→ Excerpted records:
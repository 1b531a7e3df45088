//! # 拟合结果导出
//!
//! 把 [`FitResults`] 写成四个 CSV：
//! - `peaks.csv`: H, K, L, d, TOF_h, I, Alpha, Beta, Sigma, Chi2
//! - `zscores.csv`: H, K, L, d, Z_TOF_h, Z_Alpha, Z_Beta, Z_Sigma
//! - `pattern.csv`: x, raw, fitted, residual
//! - `rejected.csv`: H, K, L, kind, reason
//!
//! ## 依赖关系
//! - 被 `commands/fit.rs` 调用
//! - 使用 `peaks/assembler.rs` 的结果结构
//! - 使用 `csv` 库写入 CSV 文件

use crate::error::{Result, TofPeaksError};
use crate::peaks::assembler::{AcceptedPeak, FitResults, PatternBuffer, PeakZScores, RejectedPeak};

use std::path::{Path, PathBuf};

pub const PEAKS_FILE: &str = "peaks.csv";
pub const ZSCORES_FILE: &str = "zscores.csv";
pub const PATTERN_FILE: &str = "pattern.csv";
pub const REJECTED_FILE: &str = "rejected.csv";

fn writer(path: &Path) -> Result<csv::Writer<std::fs::File>> {
    csv::Writer::from_path(path).map_err(TofPeaksError::CsvError)
}

fn finish(mut wtr: csv::Writer<std::fs::File>, path: &Path) -> Result<()> {
    wtr.flush().map_err(|e| TofPeaksError::FileWriteError {
        path: path.display().to_string(),
        source: e,
    })
}

pub fn peaks_to_csv(peaks: &[AcceptedPeak], output_path: &Path) -> Result<()> {
    let mut wtr = writer(output_path)?;
    wtr.write_record([
        "H", "K", "L", "d", "TOF_h", "I", "Alpha", "Beta", "Sigma", "Chi2",
    ])?;
    for p in peaks {
        wtr.write_record(&[
            p.hkl.h.to_string(),
            p.hkl.k.to_string(),
            p.hkl.l.to_string(),
            format!("{:.6}", p.d_spacing),
            format!("{:.4}", p.centre),
            format!("{:.4}", p.intensity),
            format!("{:.6}", p.alpha),
            format!("{:.6}", p.beta),
            format!("{:.5}", p.sigma),
            format!("{:.5}", p.chi2),
        ])?;
    }
    finish(wtr, output_path)
}

pub fn zscores_to_csv(rows: &[PeakZScores], output_path: &Path) -> Result<()> {
    let mut wtr = writer(output_path)?;
    wtr.write_record([
        "H", "K", "L", "d", "Z_TOF_h", "Z_Alpha", "Z_Beta", "Z_Sigma",
    ])?;
    for z in rows {
        wtr.write_record(&[
            z.hkl.h.to_string(),
            z.hkl.k.to_string(),
            z.hkl.l.to_string(),
            format!("{:.6}", z.d_spacing),
            format!("{:.4}", z.centre),
            format!("{:.4}", z.alpha),
            format!("{:.4}", z.beta),
            format!("{:.4}", z.sigma),
        ])?;
    }
    finish(wtr, output_path)
}

pub fn pattern_to_csv(pattern: &PatternBuffer, output_path: &Path) -> Result<()> {
    let mut wtr = writer(output_path)?;
    wtr.write_record(["x", "raw", "fitted", "residual"])?;
    let residual = pattern.residual();
    for i in 0..pattern.len() {
        wtr.write_record(&[
            format!("{:.4}", pattern.x[i]),
            format!("{:.5}", pattern.raw[i]),
            format!("{:.5}", pattern.fitted[i]),
            format!("{:.5}", residual[i]),
        ])?;
    }
    finish(wtr, output_path)
}

pub fn rejected_to_csv(rows: &[RejectedPeak], output_path: &Path) -> Result<()> {
    let mut wtr = writer(output_path)?;
    wtr.write_record(["H", "K", "L", "kind", "reason"])?;
    for r in rows {
        wtr.write_record(&[
            r.hkl.h.to_string(),
            r.hkl.k.to_string(),
            r.hkl.l.to_string(),
            r.kind.to_string(),
            r.reason.clone(),
        ])?;
    }
    finish(wtr, output_path)
}

/// 写出全部结果，返回生成的文件路径
pub fn write_all(results: &FitResults, output_dir: &Path) -> Result<Vec<PathBuf>> {
    std::fs::create_dir_all(output_dir).map_err(|e| TofPeaksError::FileWriteError {
        path: output_dir.display().to_string(),
        source: e,
    })?;

    let peaks = output_dir.join(PEAKS_FILE);
    let zscores = output_dir.join(ZSCORES_FILE);
    let pattern = output_dir.join(PATTERN_FILE);
    let rejected = output_dir.join(REJECTED_FILE);

    peaks_to_csv(&results.accepted, &peaks)?;
    zscores_to_csv(&results.zscores, &zscores)?;
    pattern_to_csv(&results.pattern, &pattern)?;
    rejected_to_csv(&results.rejected, &rejected)?;

    Ok(vec![peaks, zscores, pattern, rejected])
}

#[cfg(test)]
mod tests {
    use super::*;
    use crate::error::FailureKind;
    use crate::models::MillerIndex;

    #[test]
    fn test_write_all() {
        let dir = std::env::temp_dir().join(format!("tofpeaks-export-{}", std::process::id()));
        let results = FitResults {
            accepted: vec![AcceptedPeak {
                hkl: MillerIndex::new(2, 2, 0),
                d_spacing: 1.414214,
                centre: 9900.0,
                intensity: 15000.0,
                alpha: 0.1,
                beta: 0.05,
                sigma: 15.0,
                chi2: 1.1,
            }],
            zscores: vec![PeakZScores {
                hkl: MillerIndex::new(2, 2, 0),
                d_spacing: 1.414214,
                centre: 0.0,
                alpha: 0.0,
                beta: 0.0,
                sigma: 0.0,
            }],
            pattern: PatternBuffer {
                x: vec![1.0, 2.0],
                raw: vec![5.0, 6.0],
                fitted: vec![4.0, 0.0],
            },
            rejected: vec![RejectedPeak {
                hkl: MillerIndex::new(3, 1, 1),
                kind: FailureKind::Domain,
                reason: "window, edge".to_string(),
            }],
            unfitted: 0,
        };

        let files = write_all(&results, &dir).unwrap();
        assert_eq!(files.len(), 4);

        let peaks = std::fs::read_to_string(dir.join(PEAKS_FILE)).unwrap();
        assert!(peaks.starts_with("H,K,L,d,TOF_h,I,Alpha,Beta,Sigma,Chi2"));
        assert!(peaks.contains("2,2,0,1.414214,9900.0000"));

        let pattern = std::fs::read_to_string(dir.join(PATTERN_FILE)).unwrap();
        assert_eq!(pattern.lines().count(), 3);
        assert!(pattern.contains("1.0000,5.00000,4.00000,1.00000"));

        let rejected = std::fs::read_to_string(dir.join(REJECTED_FILE)).unwrap();
        assert!(rejected.contains("3,1,1,DomainError,\"window, edge\""));

        std::fs::remove_dir_all(&dir).ok();
    }
}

→ What this task involves: Copy every line of the records above that holds the word "FileWriteError".

→ Solution to this task:
    wtr.flush().map_err(|e| TofPeaksError::FileWriteError {
    std::fs::create_dir_all(output_dir).map_err(|e| TofPeaksError::FileWriteError {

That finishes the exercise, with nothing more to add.